Muito curto, sem chegar sequer a duas páginas, este continho de Franz Kafka tem pouco interesse, apesar de estar tão bem escrito como seria de esperar do autor. Trata-se de uma breve descrição de uma quimera, Um Cruzamento (sim, eis o título) francamente estranho entre um gato e um cordeiro, que é animal de estimação do narrador. Este, em primeira pessoa, descreve o bicharoco e as suas características, muitas vezes paradoxais.

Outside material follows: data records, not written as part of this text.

//! Rectangle polygons from mesh corner columns.

use geo::{LineString, Polygon};
use geojson::{Feature, FeatureCollection, Geometry, JsonObject};
use mobility_map_table::{DataFrame, Series, TableError, float_values, require_column};
use polars::prelude::{DataType, PolarsError};
use serde_json::{Number, Value};

use crate::GeometryError;

/// Corner columns every mesh row must carry.
pub const LON_MIN: &str = "lon_min";
/// See [`LON_MIN`].
pub const LAT_MIN: &str = "lat_min";
/// See [`LON_MIN`].
pub const LON_MAX: &str = "lon_max";
/// See [`LON_MIN`].
pub const LAT_MAX: &str = "lat_max";

/// One value and the rectangle it belongs to.
#[derive(Debug, Clone, PartialEq)]
pub struct GeometryRecord {
    /// Cell copied verbatim from the value column, as JSON.
    pub value: Value,
    /// Closed five-point ring, no holes.
    pub geometry: Polygon<f64>,
}

/// A value column paired with one polygon per row.
#[derive(Debug, Clone, PartialEq)]
pub struct GeometryTable {
    value_column: String,
    records: Vec<GeometryRecord>,
}

/// Builds one rectangle per row of `df` and keeps only `value_column`.
///
/// The ring runs `(max, min) -> (max, max) -> (min, max) -> (min, min) ->
/// (max, min)` in `(lon, lat)` order. Corners are taken as given, so an
/// inverted box stays inverted and a degenerate one has zero area. A null
/// corner becomes `NaN`.
///
/// # Errors
///
/// Returns [`GeometryError::Table`] if `value_column` or a corner column
/// is missing.
pub fn build(df: &DataFrame, value_column: &str) -> Result<GeometryTable, GeometryError> {
    let values = json_cells(require_column(df, value_column)?).map_err(TableError::from)?;
    let lon_min = float_values(df, LON_MIN)?;
    let lat_min = float_values(df, LAT_MIN)?;
    let lon_max = float_values(df, LON_MAX)?;
    let lat_max = float_values(df, LAT_MAX)?;

    let coord = |v: Option<f64>| v.unwrap_or(f64::NAN);

    let records: Vec<GeometryRecord> = values
        .into_iter()
        .enumerate()
        .map(|(i, value)| GeometryRecord {
            value,
            geometry: rectangle(
                coord(lon_min[i]),
                coord(lat_min[i]),
                coord(lon_max[i]),
                coord(lat_max[i]),
            ),
        })
        .collect();

    let nan_rows = records
        .iter()
        .filter(|r| r.geometry.exterior().coords().any(|c| c.x.is_nan() || c.y.is_nan()))
        .count();
    if nan_rows > 0 {
        log::warn!("{nan_rows} of {} polygons have missing corners", records.len());
    }
    log::debug!("Built {} polygons of {value_column}", records.len());

    Ok(GeometryTable {
        value_column: value_column.to_string(),
        records,
    })
}

/// Integers stay integers, other numbers become JSON floats with `NaN`
/// as `null`, and everything else is rendered as text.
fn json_cells(series: &Series) -> Result<Vec<Value>, PolarsError> {
    let dtype = series.dtype();
    if dtype.is_integer() {
        let ints = series.cast(&DataType::Int64)?;
        return Ok(ints
            .i64()?
            .into_iter()
            .map(|v| v.map_or(Value::Null, Value::from))
            .collect());
    }
    if dtype.is_numeric() {
        let floats = series.cast(&DataType::Float64)?;
        return Ok(floats
            .f64()?
            .into_iter()
            .map(|v| v.and_then(Number::from_f64).map_or(Value::Null, Value::Number))
            .collect());
    }

    let text = series.cast(&DataType::String)?;
    Ok(text
        .str()?
        .into_iter()
        .map(|v| v.map_or(Value::Null, |s| Value::String(s.to_string())))
        .collect())
}

fn rectangle(min_x: f64, min_y: f64, max_x: f64, max_y: f64) -> Polygon<f64> {
    Polygon::new(
        LineString::from(vec![
            (max_x, min_y),
            (max_x, max_y),
            (min_x, max_y),
            (min_x, min_y),
            (max_x, min_y),
        ]),
        vec![],
    )
}

impl GeometryTable {
    /// Name of the value column.
    #[must_use]
    pub fn value_column(&self) -> &str {
        &self.value_column
    }

    /// The records in input row order.
    #[must_use]
    pub fn records(&self) -> &[GeometryRecord] {
        &self.records
    }

    /// Number of records.
    #[must_use]
    pub const fn len(&self) -> usize {
        self.records.len()
    }

    /// Whether there are no records.
    #[must_use]
    pub const fn is_empty(&self) -> bool {
        self.records.is_empty()
    }

    /// Smallest and largest numeric value, ignoring nulls.
    #[must_use]
    pub fn value_range(&self) -> Option<(f64, f64)> {
        self.records
            .iter()
            .filter_map(|r| r.value.as_f64())
            .filter(|v| !v.is_nan())
            .fold(None, |acc, v| match acc {
                None => Some((v, v)),
                Some((lo, hi)) => Some((f64::min(lo, v), f64::max(hi, v))),
            })
    }

    /// Converts to a `GeoJSON` feature collection.
    ///
    /// Each feature carries its value under the value column name. `NaN`
    /// values and coordinates serialize as `null`.
    #[must_use]
    pub fn to_feature_collection(&self) -> FeatureCollection {
        let features = self
            .records
            .iter()
            .map(|record| {
                let mut properties = JsonObject::new();
                properties.insert(self.value_column.clone(), record.value.clone());
                Feature {
                    bbox: None,
                    geometry: Some(Geometry::new(geojson::Value::from(&record.geometry))),
                    id: None,
                    properties: Some(properties),
                    foreign_members: None,
                }
            })
            .collect();

        FeatureCollection {
            bbox: None,
            features,
            foreign_members: None,
        }
    }
}

#[cfg(test)]
mod tests {
    use geo::{Area, BoundingRect, Coord};
    use mobility_map_table::read_csv;
    use serde_json::json;

    use super::*;

    fn mesh(csv: &str) -> DataFrame {
        read_csv(csv.as_bytes()).unwrap()
    }

    #[test]
    fn bounding_box_matches_corners() {
        let table = mesh("lon_min,lat_min,lon_max,lat_max,v\n139.0,35.0,139.5,35.5,1\n");

        let geometry = build(&table, "v").unwrap();
        let rect = geometry.records()[0].geometry.bounding_rect().unwrap();

        assert_eq!(rect.min(), Coord { x: 139.0, y: 35.0 });
        assert_eq!(rect.max(), Coord { x: 139.5, y: 35.5 });
    }

    #[test]
    fn ring_starts_at_max_min_corner() {
        let table = mesh("lon_min,lat_min,lon_max,lat_max,v\n0,0,2,1,1\n");

        let geometry = build(&table, "v").unwrap();
        let ring: Vec<(f64, f64)> = geometry.records()[0]
            .geometry
            .exterior()
            .coords()
            .map(|c| (c.x, c.y))
            .collect();

        assert_eq!(
            ring,
            [(2.0, 0.0), (2.0, 1.0), (0.0, 1.0), (0.0, 0.0), (2.0, 0.0)]
        );
    }

    #[test]
    fn degenerate_rectangle_has_zero_area() {
        let table = mesh("lon_min,lat_min,lon_max,lat_max,v\n139.0,35.0,139.0,35.0,1\n");

        let geometry = build(&table, "v").unwrap();

        assert!(geometry.records()[0].geometry.unsigned_area().abs() < f64::EPSILON);
    }

    #[test]
    fn keeps_row_order_and_values() {
        let table = mesh(
            "mesh1kmid,lon_min,lat_min,lon_max,lat_max,population\n\
             1,0,0,1,1,10\n\
             2,1,0,2,1,20\n\
             3,2,0,3,1,30\n",
        );

        let geometry = build(&table, "population").unwrap();

        assert_eq!(geometry.len(), 3);
        assert_eq!(geometry.value_column(), "population");
        let values: Vec<&Value> = geometry.records().iter().map(|r| &r.value).collect();
        assert_eq!(values, [&json!(10), &json!(20), &json!(30)]);
        assert_eq!(geometry.value_range(), Some((10.0, 30.0)));
    }

    #[test]
    fn null_corner_becomes_nan() {
        let table = mesh("lon_min,lat_min,lon_max,lat_max,v\n,0,1,1,5\n");

        let geometry = build(&table, "v").unwrap();

        assert!(
            geometry.records()[0]
                .geometry
                .exterior()
                .coords()
                .any(|c| c.x.is_nan())
        );
    }

    #[test]
    fn missing_columns_are_errors() {
        let table = mesh("lon_min,lat_min,lon_max,v\n0,0,1,1\n");
        assert!(build(&table, "v").is_err());

        let table = mesh("lon_min,lat_min,lon_max,lat_max\n0,0,1,1\n");
        assert!(build(&table, "v").is_err());
    }

    #[test]
    fn feature_collection_carries_values() {
        let table = mesh("lon_min,lat_min,lon_max,lat_max,diff\n0,0,1,1,0.25\n0,0,1,1,\n");

        let collection = build(&table, "diff").unwrap().to_feature_collection();

        assert_eq!(collection.features.len(), 2);
        let first = collection.features[0].properties.as_ref().unwrap();
        assert_eq!(first["diff"], json!(0.25));
        let second = collection.features[1].properties.as_ref().unwrap();
        assert!(second["diff"].is_null());
        assert!(collection.features[0].geometry.is_some());
    }

    #[test]
    fn text_values_pass_through() {
        let table = mesh("lon_min,lat_min,lon_max,lat_max,name\n0,0,1,1,Chiyoda\n");

        let geometry = build(&table, "name").unwrap();

        assert_eq!(geometry.records()[0].value, json!("Chiyoda"));
        assert_eq!(geometry.value_range(), None);
    }
}
//! HTTP transport behind a trait so tests can count round trips without a
//! network.

use std::time::Duration;

use async_trait::async_trait;

/// User-Agent sent with every archive request.
const USER_AGENT: &str = concat!("mobility-map/", env!("CARGO_PKG_VERSION"));

/// Transport-level failure.
#[derive(Debug, thiserror::Error)]
pub enum NetworkError {
    /// Connection, timeout, or body read failure. The URL is stripped so
    /// the access token never reaches an error message.
    #[error("HTTP request failed: {0}")]
    Http(#[from] reqwest::Error),

    /// The server answered with a non-success status.
    #[error("HTTP status {status}")]
    Status {
        /// Status code returned by the server.
        status: u16,
    },
}

/// Retrieves raw bytes from a URL.
#[async_trait]
pub trait Transport: Send + Sync {
    /// Performs a GET and returns the full response body.
    ///
    /// # Errors
    ///
    /// Returns [`NetworkError`] on transport failure or a non-success
    /// status.
    async fn get(&self, url: &str, timeout: Duration) -> Result<Vec<u8>, NetworkError>;
}

/// [`Transport`] backed by a shared `reqwest` client.
#[derive(Debug, Clone)]
pub struct HttpTransport {
    client: reqwest::Client,
}

impl HttpTransport {
    /// Creates a transport with its own client.
    ///
    /// # Errors
    ///
    /// Returns [`NetworkError::Http`] if the TLS backend cannot be
    /// initialized.
    pub fn new() -> Result<Self, NetworkError> {
        let client = reqwest::Client::builder()
            .user_agent(USER_AGENT)
            .build()
            .map_err(reqwest::Error::without_url)?;
        Ok(Self { client })
    }

    /// Wraps an existing client.
    #[must_use]
    pub const fn with_client(client: reqwest::Client) -> Self {
        Self { client }
    }
}

#[async_trait]
impl Transport for HttpTransport {
    async fn get(&self, url: &str, timeout: Duration) -> Result<Vec<u8>, NetworkError> {
        let response = self
            .client
            .get(url)
            .timeout(timeout)
            .send()
            .await
            .map_err(reqwest::Error::without_url)?;

        let status = response.status();
        if !status.is_success() {
            return Err(NetworkError::Status {
                status: status.as_u16(),
            });
        }

        let body = response
            .bytes()
            .await
            .map_err(reqwest::Error::without_url)?;
        Ok(body.to_vec())
    }
}
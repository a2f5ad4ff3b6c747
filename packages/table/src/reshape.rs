//! Derived columns.

use polars::prelude::*;

use crate::{TableError, require_column};

/// Adds column `output = current / baseline - 1`, the year-over-year
/// relative change.
///
/// Rows where either input is null or the baseline is zero get a null,
/// which callers drop before building geometry.
///
/// # Errors
///
/// Returns [`TableError::MissingColumn`] if an input column is missing.
pub fn with_change_ratio(
    df: &DataFrame,
    current: &str,
    baseline: &str,
    output: &str,
) -> Result<DataFrame, TableError> {
    require_column(df, current)?;
    require_column(df, baseline)?;

    let current_value = col(current).cast(DataType::Float64);
    let baseline_value = col(baseline).cast(DataType::Float64);

    let ratio = when(baseline_value.clone().eq(lit(0.0)))
        .then(lit(NULL))
        .otherwise(current_value / baseline_value - lit(1.0))
        .alias(output);

    let df = df.clone().lazy().with_column(ratio).collect()?;

    let missing = df.column(output)?.null_count();
    if missing > 0 {
        log::debug!("{missing} rows have no {output} ({current} / {baseline})");
    }

    Ok(df)
}
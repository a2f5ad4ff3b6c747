//! Blob storage configuration.
//!
//! # Environment Variables
//!
//! | Variable | Required | Description |
//! |---|---|---|
//! | `MOBILITY_MAP_BLOB_URL` | Yes | Base URL of the blob container holding the archives |
//! | `MOBILITY_MAP_BLOB_TOKEN` | Yes | Access token (SAS query string) appended to every URL |
//! | `MOBILITY_MAP_FETCH_TIMEOUT_SECS` | No | Per-request timeout in seconds (default 10) |
//!
//! The same settings can come from a TOML file:
//!
//! ```toml
//! [blob]
//! url = "https://example.blob.core.windows.net/mobility"
//! token = "sv=...&sig=..."
//! timeout_secs = 10
//! ```

use std::path::Path;
use std::time::Duration;

use serde::Deserialize;

/// Environment variable holding the blob base URL.
pub const ENV_BLOB_URL: &str = "MOBILITY_MAP_BLOB_URL";

/// Environment variable holding the blob access token.
pub const ENV_BLOB_TOKEN: &str = "MOBILITY_MAP_BLOB_TOKEN";

/// Environment variable overriding the request timeout.
pub const ENV_FETCH_TIMEOUT: &str = "MOBILITY_MAP_FETCH_TIMEOUT_SECS";

/// Errors that can occur while loading configuration.
#[derive(Debug, thiserror::Error)]
pub enum ConfigError {
    /// Missing required environment variable.
    #[error("Missing environment variable: {name}")]
    MissingEnv {
        /// Name of the missing environment variable.
        name: String,
    },

    /// An environment variable is set but unusable.
    #[error("Invalid value for {name}: {value}")]
    InvalidEnv {
        /// Name of the environment variable.
        name: String,
        /// The rejected value.
        value: String,
    },

    /// The config file could not be read.
    #[error("I/O error at {path}: {source}")]
    Io {
        /// Path that caused the error.
        path: String,
        /// Underlying I/O error.
        source: std::io::Error,
    },

    /// The config file is not valid TOML or is missing keys.
    #[error("Invalid config file: {0}")]
    Toml(#[from] toml::de::Error),
}

/// Where archives live and how to authenticate against it.
#[derive(Clone)]
pub struct SourceConfig {
    /// Base URL of the blob container.
    pub base_url: String,
    /// Access token appended as the URL query string.
    pub token: String,
    /// Per-request timeout.
    pub timeout: Duration,
}

impl std::fmt::Debug for SourceConfig {
    fn fmt(&self, f: &mut std::fmt::Formatter<'_>) -> std::fmt::Result {
        f.debug_struct("SourceConfig")
            .field("base_url", &self.base_url)
            .field("token", &"<redacted>")
            .field("timeout", &self.timeout)
            .finish()
    }
}

#[derive(Deserialize)]
struct ConfigFile {
    blob: BlobSection,
}

#[derive(Deserialize)]
struct BlobSection {
    url: String,
    token: String,
    timeout_secs: Option<u64>,
}

impl SourceConfig {
    /// Default per-request timeout.
    pub const DEFAULT_TIMEOUT: Duration = Duration::from_secs(10);

    /// Creates a config with the default timeout.
    #[must_use]
    pub fn new(base_url: &str, token: &str) -> Self {
        Self {
            base_url: base_url.to_owned(),
            token: token.to_owned(),
            timeout: Self::DEFAULT_TIMEOUT,
        }
    }

    /// Sets the per-request timeout.
    #[must_use]
    pub const fn with_timeout(mut self, timeout: Duration) -> Self {
        self.timeout = timeout;
        self
    }

    /// Loads the config from the process environment.
    ///
    /// # Errors
    ///
    /// Returns [`ConfigError`] if a required variable is missing or the
    /// timeout is not a whole number of seconds.
    pub fn from_env() -> Result<Self, ConfigError> {
        Self::from_lookup(|name| std::env::var(name).ok())
    }

    /// Loads the config through an arbitrary variable lookup.
    ///
    /// # Errors
    ///
    /// Returns [`ConfigError`] if a required variable is missing or the
    /// timeout is not a whole number of seconds.
    pub fn from_lookup(lookup: impl Fn(&str) -> Option<String>) -> Result<Self, ConfigError> {
        let require = |name: &str| {
            lookup(name)
                .filter(|v| !v.trim().is_empty())
                .ok_or_else(|| ConfigError::MissingEnv {
                    name: name.to_string(),
                })
        };

        let mut config = Self::new(&require(ENV_BLOB_URL)?, &require(ENV_BLOB_TOKEN)?);

        if let Some(raw) = lookup(ENV_FETCH_TIMEOUT) {
            let secs: u64 = raw.trim().parse().map_err(|_| ConfigError::InvalidEnv {
                name: ENV_FETCH_TIMEOUT.to_string(),
                value: raw.clone(),
            })?;
            config.timeout = Duration::from_secs(secs);
        }

        Ok(config)
    }

    /// Parses the config from TOML text.
    ///
    /// # Errors
    ///
    /// Returns [`ConfigError::Toml`] if the text is not valid or the
    /// `[blob]` table lacks `url` or `token`.
    pub fn from_toml_str(text: &str) -> Result<Self, ConfigError> {
        let file: ConfigFile = toml::from_str(text)?;
        let mut config = Self::new(&file.blob.url, &file.blob.token);
        if let Some(secs) = file.blob.timeout_secs {
            config.timeout = Duration::from_secs(secs);
        }
        Ok(config)
    }

    /// Reads and parses a TOML config file.
    ///
    /// # Errors
    ///
    /// Returns [`ConfigError`] if the file cannot be read or parsed.
    pub fn from_file(path: &Path) -> Result<Self, ConfigError> {
        let text = std::fs::read_to_string(path).map_err(|e| ConfigError::Io {
            path: path.display().to_string(),
            source: e,
        })?;
        Self::from_toml_str(&text)
    }

    /// Full retrieval URL for an archive path.
    ///
    /// Joins the base URL and path with exactly one `/` and appends the
    /// token as the query string.
    #[must_use]
    pub fn url_for(&self, path: &str) -> String {
        let base = self.base_url.trim_end_matches('/');
        let path = path.trim_start_matches('/');
        let token = self.token.trim_start_matches('?');
        format!("{base}/{path}?{token}")
    }
}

É possível fazer uma interpretação simbólica e política desta pequena história. É possível olhar para ela e ver no infeliz animal, carente do carinho da única criatura que lho dá, o dono/narrador, sem iguais e ignorado ou escorraçado por todos os que não o são, um símbolo do homem miscigenado. É possível ver nessa infelicidade uma crítica à impureza racial — uma crítica compreensiva, talvez, porque afinal quem narra a história é quem dá carinho ao animal, mas uma crítica. Tal interpretação está certamente de acordo com várias ideologias dominantes na Europa na época de Kafka... mas creio que não bate certo com a ideologia do próprio Kafka, que era um socialista no sentido original do termo.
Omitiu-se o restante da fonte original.